Androgen regulation of the cell cycle in prostate cancer

Androgens control both growth and differentiation of the normal prostate gland and are the major factors on which prostate cancer cells depend for growth and survival. However, the mechanisms by which androgens act upon the cell cycle machinery to regulate both growth and differentiation are not fully understood. Research over the past decades reveals that expression of several key cell cycle regulators such as SKP2, p27^KIP1, E2F1, and EZH2 is regulated by androgens in a biphasic manner, that is, stimulated by low dose of androgens but repressed by higher doses of androgens. Because age is one of the key risk factors for prostate cancer, it is possible that with the decline in the levels of serum testosterone during aging, androgenic regulation of cell cycle genes may shift from the pro-differentiation to pro-proliferative mode.

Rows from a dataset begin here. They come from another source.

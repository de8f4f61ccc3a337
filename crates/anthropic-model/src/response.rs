use std::collections::HashMap;
use std::pin::Pin;
use std::task::{Context, Poll, ready};

use pin_project_lite::pin_project;
use serde_json::{Map, Value};
use storm_agent_model::{
    ErrorKind, ModelFinishReason, ModelResponse, ModelResponseEvent,
    ToolCallRequest, Usage,
};

use crate::Error;
use crate::io::{Sse, SseError};
use crate::proto::{
    ContentBlockStart, ContentDelta, StreamEvent, UsageDelta,
};

struct PartialToolUse {
    id: String,
    name: String,
    input_json: String,
}

struct PartialState {
    sse: Sse,
    // Tool use blocks that are still streaming their input, by block index.
    tool_uses: HashMap<usize, PartialToolUse>,
    usage: Usage,
    finish_reason: Option<ModelFinishReason>,
    completed: bool,
}

impl PartialState {
    fn apply_usage(&mut self, delta: UsageDelta) -> Usage {
        if let Some(input_tokens) = delta.input_tokens {
            self.usage.input_tokens = input_tokens;
        }
        if let Some(output_tokens) = delta.output_tokens {
            self.usage.output_tokens = output_tokens;
        }
        self.usage
    }
}

type PinnedFuture<T> = Pin<Box<dyn Future<Output = T> + Send>>;
type NextEvent = Result<(Option<ModelResponseEvent>, PartialState), Error>;

pin_project! {
    /// A streaming response from the Messages API.
    pub struct AnthropicResponse {
        next_event_fut: Option<PinnedFuture<NextEvent>>,
    }
}

impl AnthropicResponse {
    #[inline]
    pub(crate) fn from_sse(sse: Sse) -> Self {
        let partial_state = PartialState {
            sse,
            tool_uses: HashMap::new(),
            usage: Usage::default(),
            finish_reason: None,
            completed: false,
        };
        let next_event_fut = async move { next_event(partial_state).await };
        Self {
            next_event_fut: Some(Box::pin(next_event_fut)),
        }
    }
}

impl ModelResponse for AnthropicResponse {
    type Error = crate::Error;

    fn poll_next_event(
        self: Pin<&mut Self>,
        cx: &mut Context<'_>,
    ) -> Poll<Result<Option<ModelResponseEvent>, Self::Error>> {
        let this = self.project();
        let Some(next_event_fut) = this.next_event_fut else {
            return Poll::Ready(Ok(None));
        };
        let (event, partial_state) =
            match ready!(next_event_fut.as_mut().poll(cx)) {
                Ok((Some(event), partial_state)) => (event, partial_state),
                Ok((None, _)) => {
                    *this.next_event_fut = None;
                    return Poll::Ready(Ok(None));
                }
                Err(err) => {
                    *this.next_event_fut = None;
                    return Poll::Ready(Err(err));
                }
            };

        // The stream may still have more data to pull, create a new future for
        // the next event.
        let next_event_fut = async move { next_event(partial_state).await };
        *this.next_event_fut = Some(Box::pin(next_event_fut));

        Poll::Ready(Ok(Some(event)))
    }
}

async fn next_event(
    mut partial_state: PartialState,
) -> Result<(Option<ModelResponseEvent>, PartialState), Error> {
    loop {
        if partial_state.completed {
            return Ok((None, partial_state));
        }

        let sse_event = match partial_state.sse.next_event().await {
            Ok(Some(event)) => event,
            Ok(None) => {
                return Err(Error::new(
                    "the stream ended before the message was complete",
                    ErrorKind::Network,
                ));
            }
            Err(SseError::Chunks(err)) => return Err(err),
            Err(SseError::InvalidPayload) => {
                return Err(Error::new(
                    "received a malformed event stream",
                    ErrorKind::Other,
                ));
            }
        };
        trace!("got sse event: {:?} {}", sse_event.event, sse_event.data);

        let event = serde_json::from_str::<StreamEvent>(&sse_event.data)
            .map_err(|err| Error::new(format!("{err}"), ErrorKind::Other))?;
        let model_event = match event {
            StreamEvent::MessageStart { message } => {
                debug!("message {} started", message.id);
                message
                    .usage
                    .map(|u| ModelResponseEvent::Usage(partial_state.apply_usage(u)))
            }
            StreamEvent::ContentBlockStart {
                index,
                content_block,
            } => match content_block {
                ContentBlockStart::Text { text } if !text.is_empty() => {
                    Some(ModelResponseEvent::MessageDelta(text))
                }
                ContentBlockStart::ToolUse { id, name } => {
                    partial_state.tool_uses.insert(
                        index,
                        PartialToolUse {
                            id,
                            name,
                            input_json: String::new(),
                        },
                    );
                    None
                }
                _ => None,
            },
            StreamEvent::ContentBlockDelta { index, delta } => match delta {
                ContentDelta::TextDelta { text } => {
                    Some(ModelResponseEvent::MessageDelta(text))
                }
                ContentDelta::InputJsonDelta { partial_json } => {
                    if let Some(tool_use) = partial_state.tool_uses.get_mut(&index)
                    {
                        tool_use.input_json.push_str(&partial_json);
                    }
                    None
                }
                ContentDelta::Unsupported => None,
            },
            StreamEvent::ContentBlockStop { index } => partial_state
                .tool_uses
                .remove(&index)
                .map(|tool_use| ModelResponseEvent::ToolCall(finish_tool_use(tool_use))),
            StreamEvent::MessageDelta { delta, usage } => {
                if let Some(stop_reason) = delta.stop_reason {
                    partial_state.finish_reason =
                        Some(finish_reason(&stop_reason));
                }
                usage.map(|u| ModelResponseEvent::Usage(partial_state.apply_usage(u)))
            }
            StreamEvent::MessageStop => {
                partial_state.completed = true;
                let finish_reason = partial_state
                    .finish_reason
                    .take()
                    .unwrap_or(ModelFinishReason::Stop);
                Some(ModelResponseEvent::Completed(finish_reason))
            }
            StreamEvent::Error { error } => {
                warn!("stream failed: {}: {}", error.r#type, error.message);
                return Err(Error::new(
                    format!("{}: {}", error.r#type, error.message),
                    error_kind_for_type(&error.r#type),
                ));
            }
            StreamEvent::Ping | StreamEvent::Unknown => None,
        };

        if let Some(model_event) = model_event {
            return Ok((Some(model_event), partial_state));
        }
    }
}

fn finish_tool_use(tool_use: PartialToolUse) -> ToolCallRequest {
    let arguments = if tool_use.input_json.trim().is_empty() {
        Value::Object(Map::new())
    } else {
        match serde_json::from_str(&tool_use.input_json) {
            Ok(arguments) => arguments,
            Err(err) => {
                // Passed through so that the tool call fails validation and
                // the model gets to see what went wrong.
                warn!("invalid input for tool call {}: {err}", tool_use.id);
                Value::String(tool_use.input_json)
            }
        }
    };
    ToolCallRequest {
        id: tool_use.id,
        name: tool_use.name,
        arguments,
    }
}

fn finish_reason(stop_reason: &str) -> ModelFinishReason {
    match stop_reason {
        "tool_use" => ModelFinishReason::ToolCalls,
        "max_tokens" => ModelFinishReason::MaxTokens,
        _ => ModelFinishReason::Stop,
    }
}

fn error_kind_for_type(ty: &str) -> ErrorKind {
    match ty {
        "authentication_error" | "permission_error" => ErrorKind::Authentication,
        "invalid_request_error" | "not_found_error" | "request_too_large" => {
            ErrorKind::InvalidRequest
        }
        "rate_limit_error" => ErrorKind::RateLimitExceeded,
        "overloaded_error" => ErrorKind::Overloaded,
        "api_error" => ErrorKind::Network,
        _ => ErrorKind::Other,
    }
}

It is also likely that residual levels of androgens produced via intracrine mechanism in castration-resistant prostate cancer may be sufficient to activate androgen-mediated pro-proliferative gene program, but insufficient to initiate anti-proliferative program, thereby favoring castration-resistant progression. Finally, the possibility that the androgen-regulated anti-proliferative gene program may be outlawed by frequently deregulated oncogenic pathways in human prostate cancers is discussed.